Created attachment 22379 [details] Contains JUnit test class and documents used for testing. The text contained in the notes inserted at the end of a page of a word 2007 document is not extracted. Find in attachments the JUnit test class and the documents used for testing. We expected to extract the words "testdoc" and "test phrase". Notes on the attached documents: - the documents "classic_FootNote.docx" and "form_FootNotes.docx" contain the words "testdoc" and "test phrase" in the notes inserted at the end of a page of the documents. "TestUnitPoi35Filter.java" is the JUnit class.
I did create patch that adds text extraction for docx footnotes. Please review my solution, I'm going to add endnotes extraction in the same way.

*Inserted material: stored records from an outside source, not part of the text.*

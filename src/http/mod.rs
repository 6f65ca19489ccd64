//! HTTP/1.1 protocol types for the file server.
//!
//! Only the request line is ever parsed, and every response closes the
//! connection. This module provides [`Method`], [`StatusCode`], the
//! [`RequestRecord`] parsed from a request line, and the [`Response`] writer.

use std::fmt;

pub mod compress;
pub mod mime;
pub mod request;
pub mod response;

pub use request::{RequestError, RequestRecord};
pub use response::Response;

/// An HTTP response status code.
///
/// Limited to the outcomes the server can actually produce.
///
/// # Examples
///
/// ```
/// use lserve::http::StatusCode;
///
/// let status = StatusCode::Forbidden;
/// assert_eq!(status.as_u16(), 403);
/// assert_eq!(status.canonical_reason(), "Forbidden");
/// assert_eq!(status.to_string(), "403 Forbidden");
/// ```
#[derive(Debug, Clone, Copy, PartialEq, Eq, Hash)]
#[repr(u16)]
pub enum StatusCode {
    Ok = 200,
    Forbidden = 403,
    NotFound = 404,
    MethodNotAllowed = 405,
}

impl StatusCode {
    /// Returns the numeric status code as a `u16`.
    pub fn as_u16(self) -> u16 {
        self as u16
    }

    /// Returns the canonical reason phrase for this status code.
    pub fn canonical_reason(self) -> &'static str {
        match self {
            Self::Ok => "OK",
            Self::Forbidden => "Forbidden",
            Self::NotFound => "Not Found",
            Self::MethodNotAllowed => "Method Not Allowed",
        }
    }
}

impl fmt::Display for StatusCode {
    fn fmt(&self, f: &mut fmt::Formatter<'_>) -> fmt::Result {
        write!(f, "{} {}", self.as_u16(), self.canonical_reason())
    }
}

/// An HTTP request method.
///
/// `GET` is the only method the server answers; everything else is kept
/// verbatim so it can be logged before the `405`.
///
/// # Examples
///
/// ```
/// use lserve::http::Method;
///
/// let method: Method = "GET".parse().unwrap();
/// assert_eq!(method, Method::Get);
///
/// let other: Method = "BREW".parse().unwrap();
/// assert_eq!(other.as_str(), "BREW");
/// ```
#[derive(Debug, Clone, PartialEq, Eq, Hash)]
pub enum Method {
    Get,
    /// Any other token found in the method position.
    Custom(String),
}

impl Method {
    /// Returns the method as a string slice.
    pub fn as_str(&self) -> &str {
        match self {
            Self::Get => "GET",
            Self::Custom(s) => s.as_str(),
        }
    }
}

impl fmt::Display for Method {
    fn fmt(&self, f: &mut fmt::Formatter<'_>) -> fmt::Result {
        f.write_str(self.as_str())
    }
}

impl std::str::FromStr for Method {
    type Err = std::convert::Infallible;

    fn from_str(s: &str) -> Result<Self, Self::Err> {
        Ok(match s {
            "GET" => Self::Get,
            other => Self::Custom(other.to_owned()),
        })
    }
}

#[cfg(test)]
mod tests {
    use super::*;

    #[test]
    fn status_lines() {
        assert_eq!(StatusCode::Ok.to_string(), "200 OK");
        assert_eq!(StatusCode::NotFound.to_string(), "404 Not Found");
        assert_eq!(
            StatusCode::MethodNotAllowed.to_string(),
            "405 Method Not Allowed"
        );
    }

    #[test]
    fn methods_are_case_sensitive() {
        assert_eq!("GET".parse::<Method>().unwrap(), Method::Get);
        assert_eq!(
            "get".parse::<Method>().unwrap(),
            Method::Custom("get".to_owned())
        );
    }

    #[test]
    fn everything_but_get_is_custom() {
        for token in ["HEAD", "POST", "DELETE", "BREW"] {
            let method: Method = token.parse().unwrap();
            assert_eq!(method, Method::Custom(token.to_owned()));
            assert_eq!(method.to_string(), token);
        }
    }
}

Created attachment 23975 [details] src/scratchpad/testcases/org/apache/poi/hwpf/data/snoska.docx
Created attachment 23976 [details] patch
Created attachment 24000 [details] Additinal patch that add text extraction of footnotes in tables
Created attachment 24001 [details] src/scratchpad/testcases/org/apache/poi/hwpf/data/Table.docx
Maxim, XWPFFootnote.java is missing in the patch. Please attach, I'm going to look into it this weekend. Regards, Yegor
Created attachment 24003 [details] XWPFFootnote.java oops :-)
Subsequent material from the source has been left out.